• What you will do
Word for word, reproduce each entry.

[[ Material provided open ]]

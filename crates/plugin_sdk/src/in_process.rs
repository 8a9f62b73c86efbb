//! Workers as tasks inside the current process.
//!
//! Each spawned worker is a [`WorkerRuntime`] wired to the master through
//! channels instead of pipes, with a synthetic pid. Useful for embedding and
//! for exercising the pool without real processes.

use std::sync::{
    Arc,
    atomic::{AtomicU32, AtomicUsize, Ordering},
};

use async_trait::async_trait;
use dashmap::DashMap;
use tokio::sync::{
    mpsc::{self, UnboundedSender},
    oneshot,
};
use tracing::{debug, error};

use crate::{
    coordinator::{SpawnedWorker, WorkerEvent, WorkerSlot, WorkerSpawner},
    credentials::CredentialStore,
    error::SpawnError,
    logging::LogLevelSwitch,
    message::{CoordinationMessage, LogLevel},
    worker::WorkerRuntime,
};

const FIRST_PID: u32 = 10_000;

#[derive(Debug, Clone)]
struct LiveWorker {
    pid: u32,
    runtime: WorkerRuntime,
    kill: UnboundedSender<i32>,
    events: UnboundedSender<WorkerEvent>,
}

#[derive(Debug, Clone)]
pub struct InProcessSpawner {
    initial_level: LogLevel,
    next_pid: Arc<AtomicU32>,
    failures_left: Arc<AtomicUsize>,
    live: Arc<DashMap<WorkerSlot, LiveWorker>>,
}

impl Default for InProcessSpawner {
    fn default() -> Self {
        Self::new(LogLevel::default())
    }
}

impl InProcessSpawner {
    /// Workers start at `initial_level`, like a child launched with
    /// `--log-level`.
    pub fn new(initial_level: LogLevel) -> Self {
        Self {
            initial_level,
            next_pid: Arc::new(AtomicU32::new(FIRST_PID)),
            failures_left: Arc::new(AtomicUsize::new(0)),
            live: Arc::new(DashMap::new()),
        }
    }

    /// The runtime currently occupying `slot`, if its worker is alive.
    pub fn runtime(&self, slot: WorkerSlot) -> Option<WorkerRuntime> {
        self.live.get(&slot).map(|w| w.runtime.clone())
    }

    pub fn pid(&self, slot: WorkerSlot) -> Option<u32> {
        self.live.get(&slot).map(|w| w.pid)
    }

    pub fn live_slots(&self) -> Vec<WorkerSlot> {
        let mut slots: Vec<_> = self.live.iter().map(|e| *e.key()).collect();
        slots.sort_unstable();
        slots
    }

    /// Terminate the worker in `slot` as if it crashed with `code`.
    pub fn crash(&self, slot: WorkerSlot, code: i32) -> bool {
        match self.live.get(&slot) {
            Some(w) => w.kill.send(code).is_ok(),
            None => false,
        }
    }

    /// Make the next `n` spawns fail.
    pub fn fail_next_spawns(&self, n: usize) {
        self.failures_left.store(n, Ordering::SeqCst);
    }

    /// Feed one raw line to the master as if the worker in `slot` had written
    /// it to its coordination channel.
    pub fn write_line(&self, slot: WorkerSlot, line: &str) -> bool {
        let Some(w) = self.live.get(&slot) else {
            return false;
        };
        let event = match CoordinationMessage::from_line(line) {
            Ok(Some(msg)) => WorkerEvent::Message { slot, pid: w.pid, msg },
            Ok(None) => return true,
            Err(error) => WorkerEvent::ProtocolError { slot, pid: w.pid, error },
        };
        w.events.send(event).is_ok()
    }

    fn take_failure(&self) -> bool {
        self.failures_left
            .fetch_update(Ordering::SeqCst, Ordering::SeqCst, |n| n.checked_sub(1))
            .is_ok()
    }
}

#[async_trait]
impl WorkerSpawner for InProcessSpawner {
    async fn spawn(
        &self,
        slot: WorkerSlot,
        events: UnboundedSender<WorkerEvent>,
    ) -> Result<SpawnedWorker, SpawnError> {
        if self.take_failure() {
            return Err(SpawnError::Other {
                slot,
                reason: "injected spawn failure".into(),
            });
        }

        let pid = self.next_pid.fetch_add(1, Ordering::SeqCst);
        let (to_master, mut from_worker) = mpsc::unbounded_channel::<CoordinationMessage>();
        let (outbox, mut inbox) = mpsc::unbounded_channel::<CoordinationMessage>();
        let (kill, mut killed) = mpsc::unbounded_channel::<i32>();
        let (stop, mut stopped) = oneshot::channel::<()>();

        let runtime = WorkerRuntime::connected(
            CredentialStore::new(),
            LogLevelSwitch::detached(self.initial_level),
            to_master,
        );
        self.live.insert(
            slot,
            LiveWorker {
                pid,
                runtime: runtime.clone(),
                kill,
                events: events.clone(),
            },
        );

        let live = self.live.clone();
        tokio::spawn(async move {
            let code = loop {
                tokio::select! {
                    Some(msg) = inbox.recv() => {
                        if let Err(err) = runtime.apply(msg) {
                            error!(slot, pid, error = %err, "worker rejected message from master");
                            break Some(1);
                        }
                    }
                    Some(msg) = from_worker.recv() => {
                        if events.send(WorkerEvent::Message { slot, pid, msg }).is_err() {
                            break None;
                        }
                    }
                    Some(code) = killed.recv() => break Some(code),
                    _ = &mut stopped => break Some(0),
                }
            };
            live.remove_if(&slot, |_, w| w.pid == pid);
            debug!(slot, pid, ?code, "in-process worker exited");
            let _ = events.send(WorkerEvent::Exited { slot, pid, code });
        });

        Ok(SpawnedWorker { pid, outbox, stop })
    }
}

[[ Material provided closed ]]

• Task response
filename crates/plugin_sdk/src/in_process.rs
repository 8a9f62b73c86efbb
//! Workers as tasks inside the current process.
//!
//! Each spawned worker is a [`WorkerRuntime`] wired to the master through
//! channels instead of pipes, with a synthetic pid. Useful for embedding and
//! for exercising the pool without real processes.

use std::sync::{
    Arc,
    atomic::{AtomicU32, AtomicUsize, Ordering},
};

use async_trait::async_trait;
use dashmap::DashMap;
use tokio::sync::{
    mpsc::{self, UnboundedSender},
    oneshot,
};
use tracing::{debug, error};

use crate::{
    coordinator::{SpawnedWorker, WorkerEvent, WorkerSlot, WorkerSpawner},
    credentials::CredentialStore,
    error::SpawnError,
    logging::LogLevelSwitch,
    message::{CoordinationMessage, LogLevel},
    worker::WorkerRuntime,
};

const FIRST_PID: u32 = 10_000;

#[derive(Debug, Clone)]
struct LiveWorker {
    pid: u32,
    runtime: WorkerRuntime,
    kill: UnboundedSender<i32>,
    events: UnboundedSender<WorkerEvent>,
}

#[derive(Debug, Clone)]
pub struct InProcessSpawner {
    initial_level: LogLevel,
    next_pid: Arc<AtomicU32>,
    failures_left: Arc<AtomicUsize>,
    live: Arc<DashMap<WorkerSlot, LiveWorker>>,
}

impl Default for InProcessSpawner {
    fn default() -> Self {
        Self::new(LogLevel::default())
    }
}

impl InProcessSpawner {
    /// Workers start at `initial_level`, like a child launched with
    /// `--log-level`.
    pub fn new(initial_level: LogLevel) -> Self {
        Self {
            initial_level,
            next_pid: Arc::new(AtomicU32::new(FIRST_PID)),
            failures_left: Arc::new(AtomicUsize::new(0)),
            live: Arc::new(DashMap::new()),
        }
    }

    /// The runtime currently occupying `slot`, if its worker is alive.
    pub fn runtime(&self, slot: WorkerSlot) -> Option<WorkerRuntime> {
        self.live.get(&slot).map(|w| w.runtime.clone())
    }

    pub fn pid(&self, slot: WorkerSlot) -> Option<u32> {
        self.live.get(&slot).map(|w| w.pid)
    }

    pub fn live_slots(&self) -> Vec<WorkerSlot> {
        let mut slots: Vec<_> = self.live.iter().map(|e| *e.key()).collect();
        slots.sort_unstable();
        slots
    }

    /// Terminate the worker in `slot` as if it crashed with `code`.
    pub fn crash(&self, slot: WorkerSlot, code: i32) -> bool {
        match self.live.get(&slot) {
            Some(w) => w.kill.send(code).is_ok(),
            None => false,
        }
    }

    /// Make the next `n` spawns fail.
    pub fn fail_next_spawns(&self, n: usize) {
        self.failures_left.store(n, Ordering::SeqCst);
    }

    /// Feed one raw line to the master as if the worker in `slot` had written
    /// it to its coordination channel.
    pub fn write_line(&self, slot: WorkerSlot, line: &str) -> bool {
        let Some(w) = self.live.get(&slot) else {
            return false;
        };
        let event = match CoordinationMessage::from_line(line) {
            Ok(Some(msg)) => WorkerEvent::Message { slot, pid: w.pid, msg },
            Ok(None) => return true,
            Err(error) => WorkerEvent::ProtocolError { slot, pid: w.pid, error },
        };
        w.events.send(event).is_ok()
    }

    fn take_failure(&self) -> bool {
        self.failures_left
            .fetch_update(Ordering::SeqCst, Ordering::SeqCst, |n| n.checked_sub(1))
            .is_ok()
    }
}

#[async_trait]
impl WorkerSpawner for InProcessSpawner {
    async fn spawn(
        &self,
        slot: WorkerSlot,
        events: UnboundedSender<WorkerEvent>,
    ) -> Result<SpawnedWorker, SpawnError> {
        if self.take_failure() {
            return Err(SpawnError::Other {
                slot,
                reason: "injected spawn failure".into(),
            });
        }

        let pid = self.next_pid.fetch_add(1, Ordering::SeqCst);
        let (to_master, mut from_worker) = mpsc::unbounded_channel::<CoordinationMessage>();
        let (outbox, mut inbox) = mpsc::unbounded_channel::<CoordinationMessage>();
        let (kill, mut killed) = mpsc::unbounded_channel::<i32>();
        let (stop, mut stopped) = oneshot::channel::<()>();

        let runtime = WorkerRuntime::connected(
            CredentialStore::new(),
            LogLevelSwitch::detached(self.initial_level),
            to_master,
        );
        self.live.insert(
            slot,
            LiveWorker {
                pid,
                runtime: runtime.clone(),
                kill,
                events: events.clone(),
            },
        );

        let live = self.live.clone();
        tokio::spawn(async move {
            let code = loop {
                tokio::select! {
                    Some(msg) = inbox.recv() => {
                        if let Err(err) = runtime.apply(msg) {
                            error!(slot, pid, error = %err, "worker rejected message from master");
                            break Some(1);
                        }
                    }
                    Some(msg) = from_worker.recv() => {
                        if events.send(WorkerEvent::Message { slot, pid, msg }).is_err() {
                            break None;
                        }
                    }
                    Some(code) = killed.recv() => break Some(code),
                    _ = &mut stopped => break Some(0),
                }
            };
            live.remove_if(&slot, |_, w| w.pid == pid);
            debug!(slot, pid, ?code, "in-process worker exited");
            let _ = events.send(WorkerEvent::Exited { slot, pid, code });
        });

        Ok(SpawnedWorker { pid, outbox, stop })
    }
}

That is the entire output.